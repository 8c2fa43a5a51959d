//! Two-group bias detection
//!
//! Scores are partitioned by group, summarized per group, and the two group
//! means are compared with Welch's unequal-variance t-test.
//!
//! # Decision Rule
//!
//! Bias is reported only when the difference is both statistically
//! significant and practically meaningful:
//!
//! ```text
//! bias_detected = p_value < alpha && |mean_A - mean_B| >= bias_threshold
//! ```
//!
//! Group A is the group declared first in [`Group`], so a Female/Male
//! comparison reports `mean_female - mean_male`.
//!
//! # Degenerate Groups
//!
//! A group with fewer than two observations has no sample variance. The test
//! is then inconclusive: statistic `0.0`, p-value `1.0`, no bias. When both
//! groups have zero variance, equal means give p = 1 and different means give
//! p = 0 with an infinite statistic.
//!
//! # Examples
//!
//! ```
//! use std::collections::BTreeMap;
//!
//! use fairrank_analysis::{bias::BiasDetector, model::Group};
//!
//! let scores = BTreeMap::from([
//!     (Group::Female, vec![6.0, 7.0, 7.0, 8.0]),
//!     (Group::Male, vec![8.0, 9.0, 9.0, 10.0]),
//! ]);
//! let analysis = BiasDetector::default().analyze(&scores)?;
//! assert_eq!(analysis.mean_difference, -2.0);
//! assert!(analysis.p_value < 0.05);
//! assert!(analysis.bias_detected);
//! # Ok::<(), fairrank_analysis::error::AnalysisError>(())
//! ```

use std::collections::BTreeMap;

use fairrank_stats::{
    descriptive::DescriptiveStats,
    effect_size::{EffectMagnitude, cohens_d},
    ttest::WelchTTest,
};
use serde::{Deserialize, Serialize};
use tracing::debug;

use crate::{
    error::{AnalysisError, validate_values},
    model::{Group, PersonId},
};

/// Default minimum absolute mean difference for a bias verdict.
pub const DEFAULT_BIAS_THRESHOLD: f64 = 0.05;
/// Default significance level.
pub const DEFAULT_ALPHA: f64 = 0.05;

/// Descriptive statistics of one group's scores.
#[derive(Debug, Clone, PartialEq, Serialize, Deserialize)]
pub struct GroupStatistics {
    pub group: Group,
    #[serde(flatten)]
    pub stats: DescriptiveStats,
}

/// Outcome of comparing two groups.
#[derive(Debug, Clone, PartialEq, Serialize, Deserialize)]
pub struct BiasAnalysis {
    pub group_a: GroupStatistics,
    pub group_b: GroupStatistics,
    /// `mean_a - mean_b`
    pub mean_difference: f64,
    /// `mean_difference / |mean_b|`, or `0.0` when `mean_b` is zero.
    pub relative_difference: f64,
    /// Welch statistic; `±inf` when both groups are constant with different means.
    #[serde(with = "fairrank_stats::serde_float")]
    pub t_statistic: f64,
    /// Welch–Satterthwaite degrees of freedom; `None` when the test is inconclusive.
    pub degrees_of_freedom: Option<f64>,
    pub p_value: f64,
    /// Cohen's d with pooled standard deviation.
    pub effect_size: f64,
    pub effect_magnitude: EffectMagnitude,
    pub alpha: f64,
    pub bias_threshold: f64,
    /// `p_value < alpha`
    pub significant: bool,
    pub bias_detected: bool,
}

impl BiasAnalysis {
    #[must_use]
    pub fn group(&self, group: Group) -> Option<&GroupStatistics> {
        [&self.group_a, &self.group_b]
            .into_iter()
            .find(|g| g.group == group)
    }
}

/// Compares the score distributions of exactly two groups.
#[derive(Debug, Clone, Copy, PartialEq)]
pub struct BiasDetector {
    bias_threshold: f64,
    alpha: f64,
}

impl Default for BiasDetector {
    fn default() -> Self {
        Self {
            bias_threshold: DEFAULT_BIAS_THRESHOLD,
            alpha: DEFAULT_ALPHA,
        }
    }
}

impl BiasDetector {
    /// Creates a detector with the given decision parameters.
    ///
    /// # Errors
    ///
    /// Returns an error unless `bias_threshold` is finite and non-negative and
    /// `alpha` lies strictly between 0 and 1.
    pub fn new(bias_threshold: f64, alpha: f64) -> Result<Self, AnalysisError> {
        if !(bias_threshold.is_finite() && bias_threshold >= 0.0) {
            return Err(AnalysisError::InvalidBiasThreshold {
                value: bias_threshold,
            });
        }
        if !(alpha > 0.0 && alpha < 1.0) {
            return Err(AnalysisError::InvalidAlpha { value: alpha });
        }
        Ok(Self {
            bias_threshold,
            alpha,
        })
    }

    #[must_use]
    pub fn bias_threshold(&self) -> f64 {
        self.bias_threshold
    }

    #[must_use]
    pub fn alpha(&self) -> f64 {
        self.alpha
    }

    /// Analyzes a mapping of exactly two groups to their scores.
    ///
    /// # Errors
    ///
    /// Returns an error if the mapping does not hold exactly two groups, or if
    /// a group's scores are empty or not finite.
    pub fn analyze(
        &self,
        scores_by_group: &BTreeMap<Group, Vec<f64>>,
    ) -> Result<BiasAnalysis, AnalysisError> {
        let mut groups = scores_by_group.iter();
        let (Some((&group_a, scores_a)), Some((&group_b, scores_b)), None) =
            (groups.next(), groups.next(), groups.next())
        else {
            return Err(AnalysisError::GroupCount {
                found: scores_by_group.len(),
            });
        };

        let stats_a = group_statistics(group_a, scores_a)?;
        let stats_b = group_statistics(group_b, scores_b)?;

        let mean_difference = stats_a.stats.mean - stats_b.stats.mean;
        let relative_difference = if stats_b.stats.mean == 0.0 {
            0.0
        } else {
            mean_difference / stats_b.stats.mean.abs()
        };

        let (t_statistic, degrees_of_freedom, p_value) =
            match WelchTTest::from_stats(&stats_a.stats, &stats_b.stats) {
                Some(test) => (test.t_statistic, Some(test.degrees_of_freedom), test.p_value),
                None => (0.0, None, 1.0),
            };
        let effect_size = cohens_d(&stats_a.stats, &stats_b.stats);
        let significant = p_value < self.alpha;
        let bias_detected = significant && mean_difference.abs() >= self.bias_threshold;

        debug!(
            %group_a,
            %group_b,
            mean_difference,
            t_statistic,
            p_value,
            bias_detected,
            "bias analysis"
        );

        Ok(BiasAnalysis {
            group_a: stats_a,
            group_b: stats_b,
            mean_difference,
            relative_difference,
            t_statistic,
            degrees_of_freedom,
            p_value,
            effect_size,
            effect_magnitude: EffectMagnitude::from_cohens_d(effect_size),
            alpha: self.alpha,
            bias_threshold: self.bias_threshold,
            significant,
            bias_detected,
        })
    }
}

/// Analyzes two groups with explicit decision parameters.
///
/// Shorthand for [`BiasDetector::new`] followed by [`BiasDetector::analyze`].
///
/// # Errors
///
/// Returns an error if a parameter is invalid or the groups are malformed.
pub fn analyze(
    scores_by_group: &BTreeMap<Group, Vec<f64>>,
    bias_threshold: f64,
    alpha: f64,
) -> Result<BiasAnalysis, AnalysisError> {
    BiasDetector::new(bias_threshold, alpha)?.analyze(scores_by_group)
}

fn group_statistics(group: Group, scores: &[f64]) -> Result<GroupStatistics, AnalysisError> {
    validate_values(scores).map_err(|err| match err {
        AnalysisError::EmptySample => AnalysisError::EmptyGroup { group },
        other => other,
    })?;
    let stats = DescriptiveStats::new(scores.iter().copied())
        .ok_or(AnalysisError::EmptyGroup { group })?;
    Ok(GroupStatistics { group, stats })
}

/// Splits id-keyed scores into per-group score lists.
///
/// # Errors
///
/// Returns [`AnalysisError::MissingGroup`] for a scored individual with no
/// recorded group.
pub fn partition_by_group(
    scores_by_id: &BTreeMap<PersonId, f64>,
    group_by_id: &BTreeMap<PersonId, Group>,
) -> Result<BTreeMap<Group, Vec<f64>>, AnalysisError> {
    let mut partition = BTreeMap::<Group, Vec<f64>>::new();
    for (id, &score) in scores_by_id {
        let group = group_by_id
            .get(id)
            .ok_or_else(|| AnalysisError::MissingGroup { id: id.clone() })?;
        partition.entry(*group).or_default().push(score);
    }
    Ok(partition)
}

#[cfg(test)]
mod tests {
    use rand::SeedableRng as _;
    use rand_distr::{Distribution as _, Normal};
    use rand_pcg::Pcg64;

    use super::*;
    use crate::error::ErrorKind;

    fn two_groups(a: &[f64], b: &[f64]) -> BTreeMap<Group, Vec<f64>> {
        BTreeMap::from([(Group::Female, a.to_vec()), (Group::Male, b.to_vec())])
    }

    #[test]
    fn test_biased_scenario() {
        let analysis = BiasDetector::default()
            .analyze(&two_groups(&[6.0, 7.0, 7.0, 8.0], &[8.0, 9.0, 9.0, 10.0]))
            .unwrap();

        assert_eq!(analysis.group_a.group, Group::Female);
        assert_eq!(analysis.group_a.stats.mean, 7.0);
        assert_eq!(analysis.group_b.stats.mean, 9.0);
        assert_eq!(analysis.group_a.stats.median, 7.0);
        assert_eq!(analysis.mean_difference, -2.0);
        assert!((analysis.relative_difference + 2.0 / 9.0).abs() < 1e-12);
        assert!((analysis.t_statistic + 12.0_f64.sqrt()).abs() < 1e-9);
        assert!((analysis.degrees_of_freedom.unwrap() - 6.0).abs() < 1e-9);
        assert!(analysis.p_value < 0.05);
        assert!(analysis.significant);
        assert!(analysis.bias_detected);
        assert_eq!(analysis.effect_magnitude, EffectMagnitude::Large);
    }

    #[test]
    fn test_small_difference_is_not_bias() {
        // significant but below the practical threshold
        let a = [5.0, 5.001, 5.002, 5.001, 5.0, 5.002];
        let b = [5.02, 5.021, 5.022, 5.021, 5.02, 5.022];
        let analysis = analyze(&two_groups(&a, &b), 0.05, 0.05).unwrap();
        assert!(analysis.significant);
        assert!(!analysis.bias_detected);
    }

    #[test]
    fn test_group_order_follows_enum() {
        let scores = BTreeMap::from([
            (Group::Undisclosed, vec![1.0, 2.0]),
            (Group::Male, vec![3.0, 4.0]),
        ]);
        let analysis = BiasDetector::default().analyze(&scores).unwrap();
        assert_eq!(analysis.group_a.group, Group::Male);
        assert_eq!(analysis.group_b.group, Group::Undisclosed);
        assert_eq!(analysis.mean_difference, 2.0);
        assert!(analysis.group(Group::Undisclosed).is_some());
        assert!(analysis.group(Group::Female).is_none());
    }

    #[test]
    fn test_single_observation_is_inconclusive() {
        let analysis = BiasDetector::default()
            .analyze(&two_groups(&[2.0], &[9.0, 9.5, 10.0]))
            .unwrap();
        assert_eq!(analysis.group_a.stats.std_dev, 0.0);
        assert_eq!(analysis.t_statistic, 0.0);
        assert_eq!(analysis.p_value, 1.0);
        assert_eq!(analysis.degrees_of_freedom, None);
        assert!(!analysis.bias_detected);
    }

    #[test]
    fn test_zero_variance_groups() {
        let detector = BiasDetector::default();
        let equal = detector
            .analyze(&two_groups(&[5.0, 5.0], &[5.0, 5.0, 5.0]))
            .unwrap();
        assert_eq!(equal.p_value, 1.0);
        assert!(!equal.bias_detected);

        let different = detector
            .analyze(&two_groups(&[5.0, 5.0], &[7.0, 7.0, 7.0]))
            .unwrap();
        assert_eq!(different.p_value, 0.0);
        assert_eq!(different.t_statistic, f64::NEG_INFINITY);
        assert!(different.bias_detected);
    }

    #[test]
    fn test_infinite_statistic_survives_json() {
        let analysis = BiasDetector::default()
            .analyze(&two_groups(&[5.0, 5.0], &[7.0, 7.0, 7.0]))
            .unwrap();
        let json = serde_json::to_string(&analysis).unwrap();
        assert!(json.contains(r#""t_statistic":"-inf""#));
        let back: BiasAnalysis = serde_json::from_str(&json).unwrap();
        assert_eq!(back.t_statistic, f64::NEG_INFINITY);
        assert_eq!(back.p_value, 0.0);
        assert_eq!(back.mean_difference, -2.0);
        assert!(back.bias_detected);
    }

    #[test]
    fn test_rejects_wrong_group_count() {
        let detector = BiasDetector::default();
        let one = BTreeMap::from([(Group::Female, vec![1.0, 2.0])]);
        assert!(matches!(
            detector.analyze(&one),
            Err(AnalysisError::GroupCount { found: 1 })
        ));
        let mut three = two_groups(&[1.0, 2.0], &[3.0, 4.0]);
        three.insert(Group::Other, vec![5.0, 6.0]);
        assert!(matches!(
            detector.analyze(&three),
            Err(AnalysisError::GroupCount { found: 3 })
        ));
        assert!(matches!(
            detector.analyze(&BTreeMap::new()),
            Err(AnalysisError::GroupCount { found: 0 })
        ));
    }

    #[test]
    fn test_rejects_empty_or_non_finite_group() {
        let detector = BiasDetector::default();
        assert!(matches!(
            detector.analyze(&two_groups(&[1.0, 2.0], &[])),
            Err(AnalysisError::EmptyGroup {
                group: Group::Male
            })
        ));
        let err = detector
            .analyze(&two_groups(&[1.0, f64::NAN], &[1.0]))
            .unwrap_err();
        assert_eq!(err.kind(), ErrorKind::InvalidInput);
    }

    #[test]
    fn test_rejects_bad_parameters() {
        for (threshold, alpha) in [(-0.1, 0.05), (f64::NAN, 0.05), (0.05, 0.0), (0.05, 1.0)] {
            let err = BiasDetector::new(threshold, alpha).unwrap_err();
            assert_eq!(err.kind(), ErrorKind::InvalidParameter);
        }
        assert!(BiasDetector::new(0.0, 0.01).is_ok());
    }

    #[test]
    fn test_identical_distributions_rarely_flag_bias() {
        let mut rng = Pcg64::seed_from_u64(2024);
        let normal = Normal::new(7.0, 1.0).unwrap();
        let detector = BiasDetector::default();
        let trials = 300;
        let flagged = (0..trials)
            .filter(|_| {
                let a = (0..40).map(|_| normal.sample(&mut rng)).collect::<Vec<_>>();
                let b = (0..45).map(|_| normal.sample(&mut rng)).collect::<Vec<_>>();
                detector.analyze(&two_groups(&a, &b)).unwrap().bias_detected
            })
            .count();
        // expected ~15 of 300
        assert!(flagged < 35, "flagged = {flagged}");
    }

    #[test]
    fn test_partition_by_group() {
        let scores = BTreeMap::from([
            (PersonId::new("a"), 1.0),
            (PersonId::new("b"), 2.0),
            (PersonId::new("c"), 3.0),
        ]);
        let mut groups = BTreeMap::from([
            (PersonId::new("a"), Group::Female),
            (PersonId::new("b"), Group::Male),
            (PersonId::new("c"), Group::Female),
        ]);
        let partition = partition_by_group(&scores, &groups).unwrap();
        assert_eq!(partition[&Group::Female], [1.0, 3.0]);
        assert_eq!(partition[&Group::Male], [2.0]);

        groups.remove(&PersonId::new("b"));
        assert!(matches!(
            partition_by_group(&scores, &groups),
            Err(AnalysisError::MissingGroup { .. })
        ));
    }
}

.....

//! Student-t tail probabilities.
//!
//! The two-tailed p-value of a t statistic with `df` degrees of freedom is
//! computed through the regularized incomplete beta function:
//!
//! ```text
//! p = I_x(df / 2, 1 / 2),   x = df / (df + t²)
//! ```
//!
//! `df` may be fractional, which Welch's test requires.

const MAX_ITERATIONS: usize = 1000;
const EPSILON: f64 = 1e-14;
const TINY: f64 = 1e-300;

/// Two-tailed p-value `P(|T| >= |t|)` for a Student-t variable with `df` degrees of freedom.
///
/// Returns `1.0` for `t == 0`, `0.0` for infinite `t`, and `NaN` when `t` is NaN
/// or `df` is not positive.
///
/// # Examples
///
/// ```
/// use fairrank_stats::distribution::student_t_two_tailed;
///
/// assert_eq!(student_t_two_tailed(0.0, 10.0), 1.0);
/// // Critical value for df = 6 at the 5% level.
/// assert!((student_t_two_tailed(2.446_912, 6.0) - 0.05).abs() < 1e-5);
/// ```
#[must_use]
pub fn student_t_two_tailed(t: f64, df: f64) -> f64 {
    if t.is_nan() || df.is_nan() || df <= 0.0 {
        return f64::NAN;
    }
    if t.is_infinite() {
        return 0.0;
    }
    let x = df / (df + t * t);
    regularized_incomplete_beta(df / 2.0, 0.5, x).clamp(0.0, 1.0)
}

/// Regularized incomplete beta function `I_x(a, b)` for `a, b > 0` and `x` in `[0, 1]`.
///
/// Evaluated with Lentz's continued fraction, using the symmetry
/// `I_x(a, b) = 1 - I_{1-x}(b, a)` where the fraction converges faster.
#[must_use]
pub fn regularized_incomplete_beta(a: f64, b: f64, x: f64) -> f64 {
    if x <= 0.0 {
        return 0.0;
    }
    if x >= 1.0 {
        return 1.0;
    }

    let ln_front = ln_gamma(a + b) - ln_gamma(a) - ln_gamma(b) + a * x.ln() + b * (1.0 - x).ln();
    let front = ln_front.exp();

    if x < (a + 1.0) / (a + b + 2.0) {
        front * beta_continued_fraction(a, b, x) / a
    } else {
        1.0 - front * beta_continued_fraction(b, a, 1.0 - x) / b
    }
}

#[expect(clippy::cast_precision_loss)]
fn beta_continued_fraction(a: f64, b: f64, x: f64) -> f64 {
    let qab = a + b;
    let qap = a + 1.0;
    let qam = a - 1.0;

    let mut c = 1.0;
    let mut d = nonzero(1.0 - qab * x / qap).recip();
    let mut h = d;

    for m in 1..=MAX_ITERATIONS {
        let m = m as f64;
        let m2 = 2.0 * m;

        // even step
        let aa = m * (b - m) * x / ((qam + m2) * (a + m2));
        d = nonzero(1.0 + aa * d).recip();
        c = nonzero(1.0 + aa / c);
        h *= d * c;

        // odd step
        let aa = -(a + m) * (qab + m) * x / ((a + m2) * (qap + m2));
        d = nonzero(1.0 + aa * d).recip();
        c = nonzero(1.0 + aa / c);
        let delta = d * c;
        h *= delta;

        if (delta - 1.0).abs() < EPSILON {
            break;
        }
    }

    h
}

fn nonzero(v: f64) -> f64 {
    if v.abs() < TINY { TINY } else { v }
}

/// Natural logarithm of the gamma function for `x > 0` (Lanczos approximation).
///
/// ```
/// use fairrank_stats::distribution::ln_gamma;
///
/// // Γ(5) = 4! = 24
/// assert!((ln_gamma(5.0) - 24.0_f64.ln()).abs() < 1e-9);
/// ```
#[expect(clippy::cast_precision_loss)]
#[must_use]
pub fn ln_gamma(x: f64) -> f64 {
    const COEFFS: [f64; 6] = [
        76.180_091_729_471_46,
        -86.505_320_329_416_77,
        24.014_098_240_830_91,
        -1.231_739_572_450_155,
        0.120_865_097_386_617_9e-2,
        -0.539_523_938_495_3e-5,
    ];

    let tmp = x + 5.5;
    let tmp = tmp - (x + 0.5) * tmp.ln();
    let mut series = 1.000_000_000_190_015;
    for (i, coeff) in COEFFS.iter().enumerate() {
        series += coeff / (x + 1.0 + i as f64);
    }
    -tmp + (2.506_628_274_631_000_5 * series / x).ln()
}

.....

• _Assignment_
In the listing above, find each line with the word "means" and copy it out.

• _Answer for this exercise_
//! means are compared with Welch's unequal-variance t-test.
//! groups have zero variance, equal means give p = 1 and different means give
    /// Welch statistic; `±inf` when both groups are constant with different means.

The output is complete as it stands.